My youngest daughter, who has multiple allergies constantly gets remarks if we eat out. The range from 'what on earth do you eat?' to literally 'you’re not welcome here' and 'we’ll do our best not to kill you'! These may be said in jest, but the impact on a child is huge. I hope my book shows that it isn’t hard to cater for various allergies, you just need some knowledge and understanding – and a great cookbook! 

Do your daughters have a favourite recipe from the book?
The birthday cake is a real favourite, as not only is it a really great, deeply chocolatey cake, but it has also meant that they can both enjoy a cake for celebration, just like everyone else does. Also, the iced buns and cinnamon rolls, because they’re something that is in every bakery window, the 'forbidden fruit’ that they cannot have. But who needs shop-bought bakes if you can make even nicer ones at home?

What is the biggest factor currently affecting the industry?
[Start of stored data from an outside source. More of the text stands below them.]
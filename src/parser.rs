use crate::error::DataError;
use crate::ir::{Hierarchy, HierarchyEdge, HierarchyEntry, PersonNode};
use serde::Deserialize;
use std::collections::{HashMap, HashSet};
use std::fmt;

/// Record ids arrive as JSON strings or integers depending on the backend.
#[derive(Debug, Clone, PartialEq, Eq, Hash, Deserialize)]
#[serde(untagged)]
pub enum RecordId {
    Number(i64),
    Text(String),
}

impl fmt::Display for RecordId {
    fn fmt(&self, f: &mut fmt::Formatter<'_>) -> fmt::Result {
        match self {
            RecordId::Number(value) => write!(f, "{value}"),
            RecordId::Text(value) => f.write_str(value),
        }
    }
}

/// Display fields nested under `data`, as node-editor style payloads send them.
#[derive(Debug, Clone, Default, Deserialize)]
#[serde(rename_all = "camelCase")]
pub struct PersonData {
    pub name: Option<String>,
    #[serde(alias = "position")]
    pub title: Option<String>,
    #[serde(alias = "imageUrl")]
    pub avatar: Option<String>,
}

#[derive(Debug, Clone, Deserialize)]
#[serde(rename_all = "camelCase")]
pub struct PersonRecord {
    pub id: RecordId,
    #[serde(default, alias = "first_name")]
    pub first_name: Option<String>,
    #[serde(default, alias = "last_name")]
    pub last_name: Option<String>,
    #[serde(default)]
    pub name: Option<String>,
    #[serde(default)]
    pub title: Option<String>,
    #[serde(default, alias = "imageUrl")]
    pub avatar: Option<String>,
    #[serde(default)]
    pub department: Option<String>,
    #[serde(default)]
    pub email: Option<String>,
    #[serde(default)]
    pub phone: Option<String>,
    #[serde(default, alias = "parentId", alias = "managerId")]
    pub parent: Option<RecordId>,
    #[serde(default)]
    pub data: Option<PersonData>,
    #[serde(default)]
    pub children: Vec<ChildRef>,
}

/// A child entry is either a full nested record or a bare id reference.
#[derive(Debug, Clone, Deserialize)]
#[serde(untagged)]
pub enum ChildRef {
    Record(Box<PersonRecord>),
    Id(RecordId),
}

impl ChildRef {
    fn id(&self) -> &RecordId {
        match self {
            ChildRef::Record(record) => &record.id,
            ChildRef::Id(id) => id,
        }
    }
}

#[derive(Debug, Clone, Deserialize)]
#[serde(untagged)]
pub enum LinkRecord {
    Family {
        parent: RecordId,
        children: Vec<RecordId>,
    },
    Edge {
        source: RecordId,
        target: RecordId,
    },
}

#[derive(Debug, Clone, Deserialize)]
pub struct FlatRecords {
    #[serde(alias = "people")]
    pub nodes: Vec<PersonRecord>,
    #[serde(default, alias = "relations", alias = "edges")]
    pub links: Vec<LinkRecord>,
}

/// Every inbound shape the data source is known to produce.
#[derive(Debug, Clone, Deserialize)]
#[serde(untagged)]
pub enum RecordSet {
    Flat(FlatRecords),
    Nested(Box<PersonRecord>),
    Forest(Vec<PersonRecord>),
}

impl RecordSet {
    /// Decodes any supported shape. Nesting depth is bounded only by memory:
    /// serde_json's recursion limit is lifted and the stack grows on demand.
    pub fn from_json(input: &str) -> Result<Self, DataError> {
        let decode_error = |err: serde_json::Error| DataError::Decode {
            message: err.to_string(),
        };
        let mut json = serde_json::Deserializer::from_str(input);
        json.disable_recursion_limit();
        let records = Self::deserialize(serde_stacker::Deserializer::new(&mut json)).map_err(decode_error)?;
        json.end().map_err(decode_error)?;
        Ok(records)
    }
}

impl PersonRecord {
    fn display_name(&self) -> String {
        if let Some(name) = self
            .name
            .as_deref()
            .or_else(|| self.data.as_ref().and_then(|data| data.name.as_deref()))
            .map(str::trim)
            .filter(|name| !name.is_empty())
        {
            return name.to_string();
        }
        let joined = [self.first_name.as_deref(), self.last_name.as_deref()]
            .into_iter()
            .flatten()
            .map(str::trim)
            .filter(|part| !part.is_empty())
            .collect::<Vec<_>>()
            .join(" ");
        if joined.is_empty() {
            self.id.to_string()
        } else {
            joined
        }
    }

    fn to_person(&self) -> PersonNode {
        let data = self.data.as_ref();
        PersonNode {
            id: self.id.to_string(),
            name: self.display_name(),
            title: self
                .title
                .clone()
                .or_else(|| data.and_then(|d| d.title.clone())),
            avatar: self
                .avatar
                .clone()
                .or_else(|| data.and_then(|d| d.avatar.clone())),
            department: self.department.clone(),
            email: self.email.clone(),
            phone: self.phone.clone(),
        }
    }
}

pub fn parse_records(input: &str) -> Result<Hierarchy, DataError> {
    build(&RecordSet::from_json(input)?)
}

pub fn build(records: &RecordSet) -> Result<Hierarchy, DataError> {
    let (people, edges) = normalize(records);
    build_from_parts(people, edges)
}

/// Flattens any record shape into people (declaration order) and edges.
pub fn normalize(records: &RecordSet) -> (Vec<PersonNode>, Vec<HierarchyEdge>) {
    let mut people = Vec::new();
    let mut edges = Vec::new();
    match records {
        RecordSet::Nested(root) => flatten_records(std::slice::from_ref(root.as_ref()), &mut people, &mut edges),
        RecordSet::Forest(roots) => flatten_records(roots, &mut people, &mut edges),
        RecordSet::Flat(flat) => {
            flatten_records(&flat.nodes, &mut people, &mut edges);
            for link in &flat.links {
                match link {
                    LinkRecord::Family { parent, children } => {
                        for child in children {
                            edges.push(HierarchyEdge::new(parent.to_string(), child.to_string()));
                        }
                    }
                    LinkRecord::Edge { source, target } => {
                        edges.push(HierarchyEdge::new(source.to_string(), target.to_string()));
                    }
                }
            }
        }
    }
    (people, edges)
}

fn flatten_records(
    roots: &[PersonRecord],
    people: &mut Vec<PersonNode>,
    edges: &mut Vec<HierarchyEdge>,
) {
    let mut stack: Vec<&PersonRecord> = roots.iter().rev().collect();
    while let Some(record) = stack.pop() {
        let id = record.id.to_string();
        if let Some(parent) = &record.parent {
            edges.push(HierarchyEdge::new(parent.to_string(), id.clone()));
        }
        people.push(record.to_person());
        let mut nested = Vec::new();
        for child in &record.children {
            edges.push(HierarchyEdge::new(id.clone(), child.id().to_string()));
            if let ChildRef::Record(child_record) = child {
                nested.push(child_record.as_ref());
            }
        }
        stack.extend(nested.into_iter().rev());
    }
}

/// Validates normalized people and edges and assembles the arena.
pub fn build_from_parts(
    people: Vec<PersonNode>,
    edges: Vec<HierarchyEdge>,
) -> Result<Hierarchy, DataError> {
    if people.is_empty() {
        return Err(DataError::Empty);
    }

    let mut order: Vec<String> = Vec::with_capacity(people.len());
    let mut entries: HashMap<String, HierarchyEntry> = HashMap::with_capacity(people.len());
    for person in people {
        if entries.contains_key(&person.id) {
            return Err(DataError::DuplicateId { id: person.id });
        }
        order.push(person.id.clone());
        entries.insert(
            person.id.clone(),
            HierarchyEntry {
                person,
                parent: None,
                children: Vec::new(),
            },
        );
    }

    let mut seen: HashSet<(String, String)> = HashSet::new();
    let mut unique_edges = Vec::with_capacity(edges.len());
    for edge in edges {
        if seen.insert((edge.parent.clone(), edge.child.clone())) {
            unique_edges.push(edge);
        }
    }

    let mut parents_of: HashMap<&str, Vec<&str>> = HashMap::new();
    for edge in &unique_edges {
        for endpoint in [&edge.parent, &edge.child] {
            if !entries.contains_key(endpoint) {
                return Err(DataError::OrphanReference {
                    parent: edge.parent.clone(),
                    child: edge.child.clone(),
                    missing: endpoint.clone(),
                });
            }
        }
        if edge.parent == edge.child {
            return Err(DataError::CycleDetected {
                path: vec![edge.parent.clone(), edge.child.clone()],
            });
        }
        parents_of
            .entry(edge.child.as_str())
            .or_default()
            .push(edge.parent.as_str());
    }
    for id in &order {
        if let Some(parents) = parents_of.get(id.as_str())
            && parents.len() > 1
        {
            return Err(DataError::MultipleParents {
                child: id.clone(),
                parents: parents.iter().map(|p| p.to_string()).collect(),
            });
        }
    }

    for edge in &unique_edges {
        if let Some(entry) = entries.get_mut(&edge.child) {
            entry.parent = Some(edge.parent.clone());
        }
    }
    for edge in &unique_edges {
        if let Some(entry) = entries.get_mut(&edge.parent) {
            entry.children.push(edge.child.clone());
        }
    }

    if let Some(path) = find_cycle(&order, &entries) {
        return Err(DataError::CycleDetected { path });
    }

    let roots: Vec<String> = order
        .iter()
        .filter(|id| entries.get(id.as_str()).is_some_and(|entry| entry.parent.is_none()))
        .cloned()
        .collect();
    let root = match roots.len() {
        1 => roots[0].clone(),
        0 => return Err(DataError::CycleDetected { path: Vec::new() }),
        _ => return Err(DataError::MultipleRoots { roots }),
    };

    Ok(Hierarchy {
        root,
        entries,
        order,
    })
}

/// Walks parent pointers from every node; each node has at most one parent
/// here, so any revisit within a single walk is a cycle. The returned path is
/// in parent -> child order, starting at its earliest declared member and
/// repeating it at the end.
fn find_cycle(order: &[String], entries: &HashMap<String, HierarchyEntry>) -> Option<Vec<String>> {
    let rank: HashMap<&str, usize> = order
        .iter()
        .enumerate()
        .map(|(idx, id)| (id.as_str(), idx))
        .collect();
    let mut done: HashSet<&str> = HashSet::new();
    for start in order {
        let mut walk: Vec<&str> = Vec::new();
        let mut on_walk: HashSet<&str> = HashSet::new();
        let mut current = Some(start.as_str());
        while let Some(id) = current {
            if done.contains(id) {
                break;
            }
            if on_walk.contains(id) {
                let from = walk.iter().position(|step| *step == id).unwrap_or(0);
                let mut cycle: Vec<&str> = walk[from..].to_vec();
                cycle.reverse();
                let pivot = cycle
                    .iter()
                    .enumerate()
                    .min_by_key(|(_, member)| rank.get(*member).copied().unwrap_or(usize::MAX))
                    .map(|(idx, _)| idx)
                    .unwrap_or(0);
                cycle.rotate_left(pivot);
                let mut path: Vec<String> = cycle.iter().map(|s| s.to_string()).collect();
                if let Some(first) = path.first().cloned() {
                    path.push(first);
                }
                return Some(path);
            }
            walk.push(id);
            on_walk.insert(id);
            current = entries.get(id).and_then(|entry| entry.parent.as_deref());
        }
        done.extend(walk);
    }
    None
}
You might imagine that the rise in plant-based foods has been a good thing if you suffer from dairy or egg allergies, but actually plant-based and vegan products are frequently unsuitable to those with serious ones. Vegan labelling doesn’t mean it does not contain traces of milk or eggs, but this can be highly dangerous if you are allergic. This trend has definitely reduced the range of things that can be ‘safe’ products that can be bought.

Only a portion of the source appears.